Los tsunamis marinos se pueden anticipar, lo que permite a la población alejarse de la costa y buscar refugio en altura. Hay dos señales que advierten de la inminente formación de una gran ola: un bramido potente del océano y un retroceso brusco e inusual de las aguas. Los animales no-humanos son mucho más hábiles que nosotros anticipando catástrofes pese a no disponer de nuestros complejísimos medios técnicos, tal vez porque al continuar conectados con la naturaleza saben leer e interpretar las señales que esta envía. Numerosos testigos aseguraron haber visto perros, elefantes y búfalos correr en dirección a las montañas varias horas antes de la llegada de las olas.

Un tsunami de índole diferente aunque no menos peligroso amenaza hoy a los países democráticos: la ola de ultraderecha que se está fortaleciendo ante nuestros ojos, que llega precedida por un preocupante retroceso de las aguas de la ética y un ronco bramido de insultos y amenazas envuelto en bulos y mentiras. Las señales son inequívocas, tal y como vienen advirtiendo muchos analistas desde hace ya algún tiempo, pero parecería que no estamos sabiendo prestar la atención debida. 

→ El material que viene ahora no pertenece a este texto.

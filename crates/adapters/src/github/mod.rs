//! GitHub REST v3 file fetcher.
//!
//! Lists the default branch tree recursively, filters blobs by path and size,
//! then downloads the survivors with bounded concurrency. Results keep tree
//! order regardless of which download finishes first.

pub mod filter;

pub use filter::FileFilter;

use crate::http::{self, HttpReply, Remote};
use base64::Engine;
use base64::engine::general_purpose::STANDARD;
use futures_util::{StreamExt, TryStreamExt, stream};
use reqwest::StatusCode;
use reqwest::header::{ACCEPT, HeaderMap, HeaderValue, USER_AGENT};
use repo_indexer_config::GithubConfig;
use repo_indexer_ports::{BoxFuture, ListTextFilesRequest, SourceFetcherPort, SourceFile};
use repo_indexer_shared::{
    ErrorClass, ErrorCode, ErrorEnvelope, RequestContext, Result, SecretString,
};
use serde::Deserialize;

const ACCEPT_GITHUB_JSON: &str = "application/vnd.github+json";
const USER_AGENT_VALUE: &str = "repo-indexer";
const HEADER_API_VERSION: &str = "x-github-api-version";
const API_VERSION: &str = "2022-11-28";
const REMOTE: Remote = Remote {
    name: "GitHub",
    namespace: "github",
    slug: "github",
};

/// GitHub fetcher configuration.
#[derive(Debug, Clone)]
pub struct GitHubSourceFetcherConfig {
    /// REST API root (`https://api.github.com`).
    pub api_base_url: Box<str>,
    /// Blobs larger than this are skipped.
    pub max_file_size_bytes: u64,
    /// Concurrent blob downloads.
    pub fetch_concurrency: usize,
    /// Extensions excluded on top of the built-in list.
    pub excluded_extensions: Vec<Box<str>>,
    /// Per-request timeout in milliseconds.
    pub timeout_ms: u64,
}

impl GitHubSourceFetcherConfig {
    /// Build from the GitHub config section and the core request timeout.
    #[must_use]
    pub fn from_github_config(config: &GithubConfig, timeout_ms: u64) -> Self {
        Self {
            api_base_url: config.api_base_url.clone(),
            max_file_size_bytes: config.max_file_size_bytes,
            fetch_concurrency: usize::try_from(config.fetch_concurrency).unwrap_or(1),
            excluded_extensions: config.excluded_extensions.clone(),
            timeout_ms,
        }
    }
}

/// Fetches the text files of a repository through the GitHub REST API.
pub struct GitHubSourceFetcher {
    client: reqwest::Client,
    api_base_url: Box<str>,
    filter: FileFilter,
    fetch_concurrency: usize,
}

impl GitHubSourceFetcher {
    /// Create a fetcher. The token is supplied per request.
    pub fn new(config: &GitHubSourceFetcherConfig) -> Result<Self> {
        let api_base_url = http::normalize_base_url("api base url", &config.api_base_url)?;

        let mut headers = HeaderMap::new();
        headers.insert(ACCEPT, HeaderValue::from_static(ACCEPT_GITHUB_JSON));
        headers.insert(USER_AGENT, HeaderValue::from_static(USER_AGENT_VALUE));
        headers.insert(HEADER_API_VERSION, HeaderValue::from_static(API_VERSION));
        let client = http::build_client(REMOTE, config.timeout_ms, headers)?;

        Ok(Self {
            client,
            api_base_url,
            filter: FileFilter::new(config.max_file_size_bytes, &config.excluded_extensions),
            fetch_concurrency: config.fetch_concurrency.max(1),
        })
    }

    async fn list(
        &self,
        ctx: &RequestContext,
        request: ListTextFilesRequest,
    ) -> Result<Vec<SourceFile>> {
        let repo_url = format!(
            "{}/repos/{}/{}",
            self.api_base_url, request.owner, request.repo
        );
        let token = &request.token;

        let repository: RepositoryResponse = self
            .get(ctx, token, &repo_url, "github.get_repository")
            .await
            .and_then(|reply| {
                if reply.status == StatusCode::NOT_FOUND {
                    return Err(repository_not_found(&request));
                }
                reply.into_json(REMOTE)
            })?;

        let tree_url = format!(
            "{repo_url}/git/trees/{}?recursive=1",
            repository.default_branch
        );
        let reply = self.get(ctx, token, &tree_url, "github.get_tree").await?;
        // An empty repository has no tree yet.
        if reply.status == StatusCode::CONFLICT {
            return Ok(Vec::new());
        }
        let tree: TreeResponse = reply.into_json(REMOTE)?;
        if tree.truncated {
            tracing::warn!(
                owner = %request.owner,
                repo = %request.repo,
                entries = tree.tree.len(),
                "github tree listing truncated; indexing the returned entries only"
            );
        }

        let blobs: Vec<TreeEntry> = tree
            .tree
            .into_iter()
            .filter(|entry| &*entry.kind == "blob")
            .filter(|entry| self.filter.accepts(&entry.path, entry.size.unwrap_or(0)))
            .collect();

        let files: Vec<Option<SourceFile>> = stream::iter(blobs)
            .map(|entry| {
                let blob_url = format!("{repo_url}/git/blobs/{}", entry.sha);
                async move {
                    let blob: BlobResponse = self
                        .get(ctx, token, &blob_url, "github.get_blob")
                        .await?
                        .into_json(REMOTE)?;
                    decode_blob(entry.path, &blob)
                }
            })
            .buffered(self.fetch_concurrency)
            .try_collect()
            .await?;

        Ok(files.into_iter().flatten().collect())
    }

    async fn get(
        &self,
        ctx: &RequestContext,
        token: &SecretString,
        url: &str,
        operation: &'static str,
    ) -> Result<HttpReply> {
        let builder = self.client.get(url).bearer_auth(token.expose());
        let reply = http::execute(ctx, REMOTE, builder, operation).await?;
        if is_rate_limited(&reply) {
            return Err(ErrorEnvelope::unexpected(
                ErrorCode::rate_limited(),
                "GitHub API rate limit exhausted",
                ErrorClass::Retriable,
            )
            .with_metadata("status", reply.status.as_u16().to_string())
            .with_metadata("operation", operation));
        }
        Ok(reply)
    }
}

impl SourceFetcherPort for GitHubSourceFetcher {
    fn list_text_files(
        &self,
        ctx: &RequestContext,
        request: ListTextFilesRequest,
    ) -> BoxFuture<'_, Result<Vec<SourceFile>>> {
        let ctx = ctx.clone();
        Box::pin(async move { self.list(&ctx, request).await })
    }
}

#[derive(Debug, Deserialize)]
struct RepositoryResponse {
    default_branch: Box<str>,
}

#[derive(Debug, Deserialize)]
struct TreeResponse {
    #[serde(default)]
    tree: Vec<TreeEntry>,
    #[serde(default)]
    truncated: bool,
}

#[derive(Debug, Deserialize)]
struct TreeEntry {
    path: Box<str>,
    #[serde(rename = "type")]
    kind: Box<str>,
    sha: Box<str>,
    #[serde(default)]
    size: Option<u64>,
}

#[derive(Debug, Deserialize)]
struct BlobResponse {
    content: String,
    #[serde(default)]
    encoding: Option<String>,
}

/// Decode a blob payload; `None` when the bytes are not UTF-8 text.
fn decode_blob(path: Box<str>, blob: &BlobResponse) -> Result<Option<SourceFile>> {
    let bytes = match blob.encoding.as_deref() {
        None | Some("base64") => {
            let compact: String = blob
                .content
                .chars()
                .filter(|ch| !ch.is_ascii_whitespace())
                .collect();
            STANDARD.decode(compact).map_err(|error| {
                ErrorEnvelope::unexpected(
                    ErrorCode::new("github", "github_invalid_blob"),
                    format!("failed to decode blob content: {error}"),
                    ErrorClass::NonRetriable,
                )
                .with_metadata("path", &*path)
            })?
        },
        Some("utf-8") => blob.content.clone().into_bytes(),
        Some(other) => {
            return Err(ErrorEnvelope::unexpected(
                ErrorCode::new("github", "github_invalid_blob"),
                format!("unsupported blob encoding `{other}`"),
                ErrorClass::NonRetriable,
            )
            .with_metadata("path", &*path));
        },
    };

    match String::from_utf8(bytes) {
        Ok(content) => Ok(Some(SourceFile::new(path, content))),
        Err(_) => {
            tracing::debug!(path = %path, "skipping non-UTF-8 blob");
            Ok(None)
        },
    }
}

fn is_rate_limited(reply: &HttpReply) -> bool {
    matches!(reply.status, StatusCode::FORBIDDEN | StatusCode::TOO_MANY_REQUESTS)
        && reply
            .headers
            .get("x-ratelimit-remaining")
            .and_then(|value| value.to_str().ok())
            == Some("0")
}

fn repository_not_found(request: &ListTextFilesRequest) -> ErrorEnvelope {
    ErrorEnvelope::expected(
        ErrorCode::not_found(),
        format!(
            "repository {}/{} not found or not accessible",
            request.owner, request.repo
        ),
    )
    .with_metadata("owner", &*request.owner)
    .with_metadata("repo", &*request.repo)
}

#[cfg(test)]
mod tests {
    use super::*;

    fn blob(content: &str, encoding: Option<&str>) -> BlobResponse {
        BlobResponse {
            content: content.to_owned(),
            encoding: encoding.map(str::to_owned),
        }
    }

    #[test]
    fn base64_with_line_breaks_decodes() {
        // GitHub wraps base64 content at 60 columns.
        let file = decode_blob("a.txt".into(), &blob("aGVsbG8g\nd29ybGQ=\n", Some("base64")))
            .unwrap()
            .unwrap();
        assert_eq!(file.content.as_ref(), "hello world");
        assert_eq!(file.path.as_ref(), "a.txt");
    }

    #[test]
    fn non_utf8_blob_is_skipped() {
        let encoded = STANDARD.encode([0xff_u8, 0xfe, 0x00]);
        assert_eq!(decode_blob("bin".into(), &blob(&encoded, Some("base64"))).unwrap(), None);
    }

    #[test]
    fn invalid_base64_is_an_error() {
        let error = decode_blob("a.txt".into(), &blob("!!!", Some("base64"))).unwrap_err();
        assert_eq!(error.code, ErrorCode::new("github", "github_invalid_blob"));
        assert_eq!(error.metadata.get("path").map(String::as_str), Some("a.txt"));
    }

    #[test]
    fn config_concurrency_is_at_least_one() -> Result<()> {
        let config = GitHubSourceFetcherConfig {
            fetch_concurrency: 0,
            ..GitHubSourceFetcherConfig::from_github_config(&GithubConfig::default(), 1_000)
        };
        let fetcher = GitHubSourceFetcher::new(&config)?;
        assert_eq!(fetcher.fetch_concurrency, 1);
        assert_eq!(fetcher.api_base_url.as_ref(), "https://api.github.com");
        Ok(())
    }
}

Hay que combatir con contundencia esta ola de ultraderecha, y hacerlo sin perder un minuto de tiempo pues los procesos sociales, al igual que ocurre con cualquier otro proceso natural, tienen puntos de no-retorno. El riesgo de que consiga traspasar uno de esos puntos y arrase las democracias que hemos construido con tanto esfuerzo es bien real, como nos enseña la historia reciente. La Ola, una magnífica película del cineasta alemán Dennis Gansel, muestra la facilidad con la que una estrategia de corte fascista es capaz de tumbar una convivencia democrática pacífica en tiempo récord. La película resulta particularmente escalofriante por estar basada en hechos reales. 

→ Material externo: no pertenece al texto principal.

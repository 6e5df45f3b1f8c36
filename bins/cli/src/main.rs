//! CLI binary entrypoint.

mod commands;
mod error;
mod format;

use clap::{Parser, Subcommand, ValueEnum};
use commands::{
    ChunkCommandInput, IndexCommandInput, run_chunk, run_config_show, run_config_validate,
    run_event, run_event_schema, run_index,
};
use error::{CliError, ExitCode};
use format::{OutputArgs, OutputMode, to_json_line};
use repo_indexer_config::RepositoryConnectedEvent;
use repo_indexer_config::env::ENV_VARS;
use repo_indexer_infra::observability::{LOG_FORMAT_ENV, LOG_LEVEL_ENV};
use repo_indexer_infra::{ConfigFormat, InfraError, redact_if_secret};
use std::collections::BTreeMap;
use std::io::{self, Read, Write};
use std::path::{Path, PathBuf};
use tracing_subscriber::EnvFilter;

#[derive(Debug, Parser)]
#[command(
    name = "rix",
    version,
    about = "Index GitHub repositories into a vector store",
    long_about = None
)]
struct Cli {
    #[command(flatten)]
    output: OutputArgs,

    #[command(subcommand)]
    command: Commands,
}

#[derive(Debug, Subcommand)]
enum Commands {
    /// Index one repository.
    Index {
        /// Repository owner.
        #[arg(long)]
        owner: Option<String>,
        /// Repository name.
        #[arg(long)]
        repo: Option<String>,
        /// User whose GitHub credential is used.
        #[arg(long)]
        user_id: Option<String>,
        #[command(flatten)]
        run: RunArgs,
    },
    /// Run the job for a `repository.connected` event read from a file or stdin.
    Event {
        /// Event JSON file (bare payload or `{ name, data }` envelope). Reads stdin when omitted.
        #[arg(long)]
        file: Option<PathBuf>,
        #[command(flatten)]
        run: RunArgs,
    },
    /// Chunk a local file and print the windows.
    Chunk {
        /// File to read.
        #[arg(long)]
        file: PathBuf,
        /// Repository path to attribute chunks to (defaults to `--file`).
        #[arg(long)]
        path: Option<String>,
        /// Lines per chunk.
        #[arg(long)]
        chunk_size: Option<usize>,
        /// Lines shared by consecutive chunks.
        #[arg(long)]
        overlap: Option<usize>,
        /// Print the text sent to the embedding model instead of raw content.
        #[arg(long)]
        show_embedding_text: bool,
    },
    /// Config-related commands.
    Config {
        #[command(subcommand)]
        command: ConfigCommands,
    },
    /// Print the JSON Schema of the event payload.
    EventSchema {
        /// Print the schema of the `{ name, data }` envelope instead.
        #[arg(long)]
        envelope: bool,
    },
}

#[derive(Debug, clap::Args)]
struct RunArgs {
    /// Run id; reuse one to resume a run from its last completed step.
    #[arg(long)]
    run_id: Option<String>,
    /// Optional config file path (JSON/TOML).
    #[arg(long)]
    config: Option<PathBuf>,
    /// Write vectors to an in-memory store instead of the configured one.
    #[arg(long)]
    dry_run: bool,
}

impl RunArgs {
    fn as_input(&self) -> IndexCommandInput<'_> {
        IndexCommandInput {
            config_path: self.config.as_deref(),
            run_id: self.run_id.as_deref(),
            dry_run: self.dry_run,
        }
    }
}

#[derive(Debug, Subcommand)]
enum ConfigCommands {
    /// Print the effective config (file + env overrides).
    Show {
        /// Optional config file path (JSON/TOML).
        #[arg(long)]
        config: Option<PathBuf>,
        /// Serialization of the printed config.
        #[arg(long, value_enum, default_value_t = ShowFormat::Json)]
        format: ShowFormat,
    },
    /// Validate the config and the adapters it selects.
    Validate {
        /// Optional config file path (JSON/TOML).
        #[arg(long)]
        config: Option<PathBuf>,
    },
}

#[derive(Debug, Clone, Copy, PartialEq, Eq, ValueEnum)]
enum ShowFormat {
    Json,
    Toml,
}

impl From<ShowFormat> for ConfigFormat {
    fn from(format: ShowFormat) -> Self {
        match format {
            ShowFormat::Json => Self::Json,
            ShowFormat::Toml => Self::Toml,
        }
    }
}

pub(crate) struct CliOutput {
    stdout: String,
    stderr: String,
    exit_code: ExitCode,
}

fn main() -> std::process::ExitCode {
    let cli = Cli::parse();
    let mode = OutputMode::from_args(&cli.output);
    init_tracing(mode);

    match run(&cli.command, mode) {
        Ok(output) => match write_output(&output) {
            Ok(()) => std::process::ExitCode::from(output.exit_code.as_u8()),
            Err(error) => exit_with_error(&error),
        },
        Err(error) => exit_with_error(&error),
    }
}

fn init_tracing(mode: OutputMode) {
    let filter = EnvFilter::try_from_default_env().unwrap_or_else(|_| EnvFilter::new("warn"));
    let builder = tracing_subscriber::fmt()
        .with_env_filter(filter)
        .with_writer(io::stderr);
    let _ = if mode.json_logs() {
        builder.json().try_init()
    } else {
        builder.try_init()
    };
}

fn exit_with_error(error: &CliError) -> std::process::ExitCode {
    let _ = writeln!(io::stderr(), "error: {error}");
    std::process::ExitCode::from(error.exit_code().as_u8())
}

fn run(command: &Commands, mode: OutputMode) -> Result<CliOutput, CliError> {
    let env = collect_backend_env();
    match command {
        Commands::Index {
            owner,
            repo,
            user_id,
            run,
        } => {
            let event = RepositoryConnectedEvent {
                owner: owner.clone(),
                repo: repo.clone(),
                user_id: user_id.clone(),
            };
            run_index(mode, &env, &event, run.as_input())
        },
        Commands::Event { file, run } => {
            let payload = read_event_payload(file.as_deref())?;
            run_event(mode, &env, &payload, run.as_input())
        },
        Commands::Chunk {
            file,
            path,
            chunk_size,
            overlap,
            show_embedding_text,
        } => run_chunk(
            mode,
            ChunkCommandInput {
                file,
                path: path.as_deref(),
                chunk_size: *chunk_size,
                overlap: *overlap,
                show_embedding_text: *show_embedding_text,
            },
        ),
        Commands::Config { command } => match command {
            ConfigCommands::Show { config, format } => {
                run_config_show(mode, &env, config.as_deref(), (*format).into())
            },
            ConfigCommands::Validate { config } => {
                run_config_validate(mode, &env, config.as_deref())
            },
        },
        Commands::EventSchema { envelope } => run_event_schema(*envelope),
    }
}

fn read_event_payload(file: Option<&Path>) -> Result<String, CliError> {
    let payload = match file {
        Some(path) => std::fs::read_to_string(path)?,
        None => {
            let mut buf = String::new();
            io::stdin().read_to_string(&mut buf)?;
            buf
        },
    };
    if payload.trim().is_empty() {
        return Err(CliError::InvalidInput("event payload is empty".to_owned()));
    }
    Ok(payload)
}

/// Render an error envelope and pick the exit code for it.
pub(crate) fn format_error_output(mode: OutputMode, error: &InfraError) -> CliOutput {
    let exit_code = ExitCode::for_envelope(error);
    let metadata: BTreeMap<&str, String> = error
        .metadata
        .iter()
        .map(|(key, value)| (key.as_str(), redact_if_secret(key, value)))
        .collect();

    let stdout = if mode.is_json() {
        let payload = serde_json::json!({
            "status": "error",
            "error": {
                "code": error.code.to_string(),
                "message": error.message,
                "kind": error.kind.to_string(),
                "meta": metadata,
            },
        });
        // This is a CLI boundary, so JSON serialization errors are internal.
        to_json_line(&payload).unwrap_or_else(|_| {
            "{\"status\":\"error\",\"error\":{\"code\":\"core:internal\",\"message\":\"internal error\"}}\n"
                .to_owned()
        })
    } else {
        let mut out = format!(
            "status: error\ncode: {}\nmessage: {}\nkind: {}\n",
            error.code, error.message, error.kind
        );
        if !metadata.is_empty() {
            out.push_str("meta:\n");
            for (key, value) in &metadata {
                out.push_str(&format!("  {key}: {value}\n"));
            }
        }
        out
    };

    CliOutput {
        stdout,
        stderr: String::new(),
        exit_code,
    }
}

fn write_output(output: &CliOutput) -> Result<(), CliError> {
    let mut stdout = io::stdout();
    stdout.write_all(output.stdout.as_bytes())?;

    if !output.stderr.is_empty() {
        let mut stderr = io::stderr();
        stderr.write_all(output.stderr.as_bytes())?;
        stderr.flush()?;
    }

    Ok(())
}

fn collect_backend_env() -> BTreeMap<String, String> {
    ENV_VARS
        .into_iter()
        .chain([LOG_FORMAT_ENV, LOG_LEVEL_ENV])
        .filter_map(|key| Some((key.to_owned(), std::env::var(key).ok()?)))
        .collect()
}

Para vencer a la ultraderecha primero hay que conocerla, lo que comienza por recordar que, más allá de las posiciones extremistas que promueve, muchas de ellas fundamentadas sobre el supremacismo, ante todo estamos frente a una estrategia para llegar al poder, instalarse en él y usurparlo en beneficio de unos pocos. A diferencia de la forma en la que han ido evolucionando las sociedades, transitando por la senda de ideas sustentadas sobre la ética común para superar las autocracias y sustituirlas por democracias, la ultraderecha pretende engañarnos con supuestos atajos oportunistas para arrojarnos por la senda de la involución. 

La estrategia desplegada es fácil de desenmascarar pues bebe de fuentes antiguas muy bien estudiadas, como los tristemente famosos 11 principios de la propaganda de Goebbels, si bien ha sido adaptada para responder a las demandas de los colectivos sociales del siglo XXI y a las posibilidades que ofrecen las nuevas tecnologías de la información cuando son utilizadas sin atisbo de principio ético alguno. Entre sus principales palancas encontramos el empoderamiento de la ignorancia, la externalización de las frustraciones por medio del señalamiento de supuestos culpables, las loas a las presuntas bondades del egoísmo extremo como protector frente a “vagos y maleantes” en su versión 2.0, y la apropiación de la palabra “libertad” tras subvertir su significado de una manera infantil, maniquea y obscena. No menos útil resulta el abuso exasperante de la hipérbole, al banalizar la crítica propia del debate político arrebatándole cualquier finalidad constructiva, o la disonancia cognitiva que genera la sobreexposición continuada a bulos, patrañas y mentiras. 

En definitiva, nos enfrentamos a una estrategia oportunista que propone un programa diseñado a la medida de lo que sus potenciales votantes, hábilmente moldeados mediante la propaganda, quieren escuchar. Un populismo que explica la disparidad de perfiles que muestra en las cumbres internacionales, que apenas se molesta en disimular su objetivo: transformar la democracia en una autocracia. Eso sí, se trata de una estrategia tan oportunista como inteligente y hábil, apoyada con frecuencia en el espectáculo ofrecido por personajes histriónicos que parecen sacados de una opereta barata cuyo poder para seducir a las masas no debe menospreciarse.  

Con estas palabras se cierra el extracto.